Человек не хочет расставаться со своими заблуждениями, если они ему приятны. Легче таблетку в рот закинуть, чем вести правильный образ жизни. Довольно часто после проведённой с больным беседы, когда я считала, что убедила его, он спрашивал: "А что же вы мне всё-таки назначите?" Увы, больной верил в силу медикаментов. Приходилось назначать то, во что он верил, но я упорно отговаривала больного от посещения больницы, от лекарств, говоря, что каждое из них имеет побочное действие, и поэтому надо как можно меньше принимать их, и даже витамины лучше извлекать из пищи, чем из аптеки. Мне всегда было жаль их денег – лучше бы они их потратили на фрукты. Было всегда жаль и государственных средств, в таких огромных количествах тратящихся на содержание больниц и поликлиник. Разумнее было бы от лица авторитетных лиц постоянно вещать по радио, писать в газетах, что здоровье находится не в руках врачей и не в аптеке, а сохраняется самим пациентом. Так можно сдвинуть эти горы зашлакованности разума заблуждениями.
Работая на полторы ставки, я уставала до изнеможения, получая хроническую психотравму. Чужое горе, а часто и бесполезность моей работы угнетали меня. Я приходила домой, бросалась на диван, а в голове были всё те же мысли: "Правильно ли я поставила диагноз? Стало ли лучше тяжелобольному?" И я хваталась за книги: многотомное руководство по нервным болезням и др. Мои пациенты часто обращались ко мне с неврозами (я тогда работала и за психоневролога).
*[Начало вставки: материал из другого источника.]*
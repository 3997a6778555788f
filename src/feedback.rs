//! Loading overlay and transient alerts.
//!
//! Notifications carry their creation time; [`FeedbackController::expire`]
//! is driven by the UI with the deadline returned from
//! [`FeedbackController::next_deadline`], so the timing logic itself has no
//! clock and can be tested directly.

use crate::config::{ALERT_FADE_MS, ALERT_TIMEOUT_MS, DEFAULT_BUSY_MESSAGE};
use crate::events::{EventEmitter, PageEvent};
use crate::utils::now_ms;
use crate::Severity;
use log::debug;
use std::cell::RefCell;
use std::rc::Rc;

pub type NotificationId = u64;

#[derive(Debug, Clone, PartialEq)]
pub struct Notification {
    pub id: NotificationId,
    pub message: String,
    pub severity: Severity,
    pub created_ms: f64,
    /// Set once the display timeout has elapsed; removal follows after the fade.
    pub fading: bool,
}

impl Notification {
    pub fn fade_at(&self) -> f64 {
        self.created_ms + ALERT_TIMEOUT_MS
    }

    pub fn remove_at(&self) -> f64 {
        self.fade_at() + ALERT_FADE_MS
    }

    /// Bootstrap-style class list for the alert element.
    pub fn css_class(&self) -> String {
        format!(
            "alert alert-{} alert-dismissible fade{}",
            self.severity.as_str(),
            if self.fading { "" } else { " show" }
        )
    }
}

#[derive(Debug, Default)]
struct FeedbackState {
    next_id: NotificationId,
    notifications: Vec<Notification>,
    busy: Option<String>,
}

/// Shared notification surface. Clones share state.
#[derive(Clone)]
pub struct FeedbackController {
    state: Rc<RefCell<FeedbackState>>,
    events: EventEmitter<PageEvent>,
}

impl PartialEq for FeedbackController {
    fn eq(&self, other: &Self) -> bool {
        Rc::ptr_eq(&self.state, &other.state)
    }
}

impl FeedbackController {
    pub fn new(events: EventEmitter<PageEvent>) -> Self {
        Self {
            state: Rc::new(RefCell::new(FeedbackState::default())),
            events,
        }
    }

    pub fn notify(&self, message: impl Into<String>, severity: Severity) -> NotificationId {
        self.notify_at(message, severity, now_ms())
    }

    /// Append a notification created at `now`. Notifications stack in
    /// arrival order.
    pub fn notify_at(
        &self,
        message: impl Into<String>,
        severity: Severity,
        now: f64,
    ) -> NotificationId {
        let id = {
            let mut st = self.state.borrow_mut();
            st.next_id += 1;
            let id = st.next_id;
            st.notifications.push(Notification {
                id,
                message: message.into(),
                severity,
                created_ms: now,
                fading: false,
            });
            id
        };
        self.events.emit(&PageEvent::NotificationsChanged);
        id
    }

    /// Remove one notification. Returns false if it was already gone.
    pub fn dismiss(&self, id: NotificationId) -> bool {
        let removed = {
            let mut st = self.state.borrow_mut();
            let before = st.notifications.len();
            st.notifications.retain(|n| n.id != id);
            st.notifications.len() != before
        };
        if removed {
            self.events.emit(&PageEvent::NotificationsChanged);
        }
        removed
    }

    /// Apply timeouts as of `now`: start fading notifications whose display
    /// time has elapsed and drop those whose fade has finished.
    pub fn expire(&self, now: f64) -> bool {
        let changed = {
            let mut st = self.state.borrow_mut();
            let before = st.notifications.len();
            st.notifications.retain(|n| now < n.remove_at());
            let mut changed = st.notifications.len() != before;
            for n in st.notifications.iter_mut() {
                if !n.fading && now >= n.fade_at() {
                    n.fading = true;
                    changed = true;
                }
            }
            changed
        };
        if changed {
            debug!("notifications expired at {now}");
            self.events.emit(&PageEvent::NotificationsChanged);
        }
        changed
    }

    /// Earliest instant at which [`expire`](Self::expire) would change anything.
    pub fn next_deadline(&self) -> Option<f64> {
        self.state
            .borrow()
            .notifications
            .iter()
            .map(|n| if n.fading { n.remove_at() } else { n.fade_at() })
            .reduce(f64::min)
    }

    pub fn notifications(&self) -> Vec<Notification> {
        self.state.borrow().notifications.clone()
    }

    /// Show (`message` or the default text) or hide the page-covering overlay.
    /// Showing twice only replaces the text.
    pub fn set_busy(&self, is_busy: bool, message: Option<&str>) {
        let changed = {
            let mut st = self.state.borrow_mut();
            let next = is_busy.then(|| message.unwrap_or(DEFAULT_BUSY_MESSAGE).to_string());
            let changed = st.busy != next;
            st.busy = next;
            changed
        };
        if changed {
            self.events.emit(&PageEvent::BusyChanged);
        }
    }

    pub fn busy_message(&self) -> Option<String> {
        self.state.borrow().busy.clone()
    }

    pub fn is_busy(&self) -> bool {
        self.state.borrow().busy.is_some()
    }

    /// Class list for the page-covering overlay element.
    pub fn overlay_class(&self) -> &'static str {
        if self.is_busy() {
            "loading-overlay"
        } else {
            "loading-overlay d-none"
        }
    }

    /// Page scrolling is suppressed exactly while the overlay is shown.
    pub fn scroll_locked(&self) -> bool {
        self.is_busy()
    }
}

#[cfg(test)]
mod tests {
    use super::*;
    use std::cell::Cell;

    fn controller() -> FeedbackController {
        FeedbackController::new(EventEmitter::new())
    }

    #[test]
    fn notifications_stack_in_arrival_order() {
        let fb = controller();
        fb.notify_at("first", Severity::Info, 0.0);
        fb.notify_at("second", Severity::Danger, 10.0);

        let msgs: Vec<_> = fb.notifications().into_iter().map(|n| n.message).collect();
        assert_eq!(msgs, vec!["first", "second"]);
    }

    #[test]
    fn dismiss_removes_only_that_notification() {
        let fb = controller();
        let a = fb.notify_at("a", Severity::Info, 0.0);
        fb.notify_at("b", Severity::Info, 0.0);

        assert!(fb.dismiss(a));
        assert!(!fb.dismiss(a));
        let left: Vec<_> = fb.notifications().into_iter().map(|n| n.message).collect();
        assert_eq!(left, vec!["b"]);
    }

    #[test]
    fn notification_survives_until_timeout_then_fades_and_goes() {
        let fb = controller();
        fb.notify_at("hello", Severity::Success, 1_000.0);

        fb.expire(1_000.0 + ALERT_TIMEOUT_MS - 1.0);
        let n = fb.notifications()[0].clone();
        assert!(!n.fading);

        fb.expire(1_000.0 + ALERT_TIMEOUT_MS);
        let n = fb.notifications()[0].clone();
        assert!(n.fading);
        assert!(!n.css_class().contains("show"));

        fb.expire(1_000.0 + ALERT_TIMEOUT_MS + ALERT_FADE_MS);
        assert!(fb.notifications().is_empty());
    }

    #[test]
    fn automatic_expiry_leaves_younger_notifications() {
        let fb = controller();
        fb.notify_at("old", Severity::Info, 0.0);
        fb.notify_at("new", Severity::Info, 3_000.0);

        fb.expire(ALERT_TIMEOUT_MS + ALERT_FADE_MS);
        let left: Vec<_> = fb.notifications().into_iter().map(|n| n.message).collect();
        assert_eq!(left, vec!["new"]);
    }

    #[test]
    fn next_deadline_tracks_fade_then_removal() {
        let fb = controller();
        assert_eq!(fb.next_deadline(), None);

        fb.notify_at("x", Severity::Info, 0.0);
        assert_eq!(fb.next_deadline(), Some(ALERT_TIMEOUT_MS));
        fb.expire(ALERT_TIMEOUT_MS);
        assert_eq!(fb.next_deadline(), Some(ALERT_TIMEOUT_MS + ALERT_FADE_MS));
    }

    #[test]
    fn busy_is_idempotent_and_updates_message() {
        let events = EventEmitter::new();
        let hits = Rc::new(Cell::new(0));
        let _sub = {
            let hits = hits.clone();
            events.subscribe(move |e| {
                if *e == PageEvent::BusyChanged {
                    hits.set(hits.get() + 1);
                }
            })
        };
        let fb = FeedbackController::new(events);

        fb.set_busy(true, Some("Working..."));
        fb.set_busy(true, Some("Working..."));
        assert_eq!(hits.get(), 1);
        assert!(fb.scroll_locked());

        fb.set_busy(true, Some("Still working..."));
        assert_eq!(fb.busy_message().as_deref(), Some("Still working..."));

        fb.set_busy(false, None);
        assert!(!fb.is_busy());
        assert!(!fb.scroll_locked());
        assert_eq!(hits.get(), 3);
    }

    #[test]
    fn overlay_is_hidden_unless_busy() {
        let fb = controller();
        assert_eq!(fb.overlay_class(), "loading-overlay d-none");
        fb.set_busy(true, None);
        assert_eq!(fb.overlay_class(), "loading-overlay");
    }

    #[test]
    fn stylesheet_pins_overlay_and_alerts_to_viewport() {
        let css = include_str!("../style.css");
        for selector in [".loading-overlay {", ".alert-container {"] {
            let start = css.find(selector).unwrap();
            let rule = &css[start..start + css[start..].find('}').unwrap()];
            assert!(rule.contains("position: fixed"), "{selector}");
            assert!(rule.contains("z-index"), "{selector}");
        }
        assert!(css.contains("inset: 0"));
    }

    #[test]
    fn busy_without_message_uses_default() {
        let fb = controller();
        fb.set_busy(true, None);
        assert_eq!(fb.busy_message().as_deref(), Some(DEFAULT_BUSY_MESSAGE));
    }
}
Они получали хроническую психотравму на работе и в семье, и я мало чем могла помочь им. Им нужно было или выйти из конфликтной обстановки, или изменить своё восприятие жизни. Для психотерапии мне нужно было время. Однако, на каждого больного отпускалось только 12 минут.
Больные меня не только любили, некоторые из них смотрели на меня как на Бога, когда я навещала их на дому. Лучше бы они меня ругали, чем мне видеть эти ждущие помощи глаза. Я сгорала от стыда, так как знала, что многим из них я не могу помочь. Особенно тяжело было смотреть на молодых людей, страдающих таким неизлечимым заболеванием, как рассеянный склероз. Сказать, что они безнадёжны, и пусть меня больше не вызывают, было нельзя. Поэтому приходилось искусно врать годами, чтобы поддержать их веру в выздоровление. Я тратила свои энергетические ресурсы, зная, что подрываю своё здоровье. Неврологическим больным я всегда рекомендовала выходить из конфликтной ситуации, например, перейти на другую работу, развестись, если в семье были постоянные конфликты. Я очень хотела по своему же рецепту уйти со своей работы, завидовала ткачихам: отработать бы свои 8 часов и откинуть копыта на диване, и не видеть чужого горя, которое беспокоило меня почти также, как своё. Но я не могла, так как с детства было привито чувство долга. Меня государство учило 6 лет в мединституте, мама и Марья Васильевна содержали меня 23 года, больные выхлопотали мне квартиру, следовательно, я всем должна, и нужно работать. Защитные силы моего организма резко снизились, и я приобрела массу хронических заболеваний и, ещё не уверенная в своей правоте, испытала всю бесполезность лечения и на себе. Мне не помогли ни большие дозы антибиотиков, ни физиолечение, ни лечение в Евпатории.
Энергия жизни тратилась на бесконечные конфликты с начальством. Времени не хватало на общение с больными, а мне приказывали делать подробные записи в амбулаторной карте, описывая подробно даже норму. Я же описывала только патологию, и то сокращённо – для себя, а не для комиссии, и длинное описание нормы заменяло написанием одной латинской буквы N. Я доказывала, что если буду расписывать подробно, то не смогу оказать качественную помощь больному, но начальству это было неинтересно, а нужна была видимость работы на бумаге. Мне делали замечание, что мои назначения недостаточны для лечения больных, не замечая при этом, что длительное интенсивное лечение, которое пациенты принимали у других врачей, было безрезультатно. Были конфликты и по другим причинам. Например, мне была выделена машина на один час в неделю утром для обслуживания неврологических больных на дому на всех отдалённых терапевтических участках. Но машину постоянно забирали то завхоз, то старшая медсестра, и я не успевала обслужить все вызова. Когда у заведующего поликлиники Мишагина В.Ф., моего однокурсника, тяжело заболела дочь, он брал служебную машину для поездки в Ивановскую областную больницу почти ежедневно. Когда я стала "качать права", он мне ответил: "Помнишь, что с твоим мужем сделали? Вот и с тобой это же будет". У меня в глазах потемнело, я это хорошо помнила всегда: с начальством конфликтовать нельзя, надо подчиняться, но подчиниться без ущерба для больных было невозможно.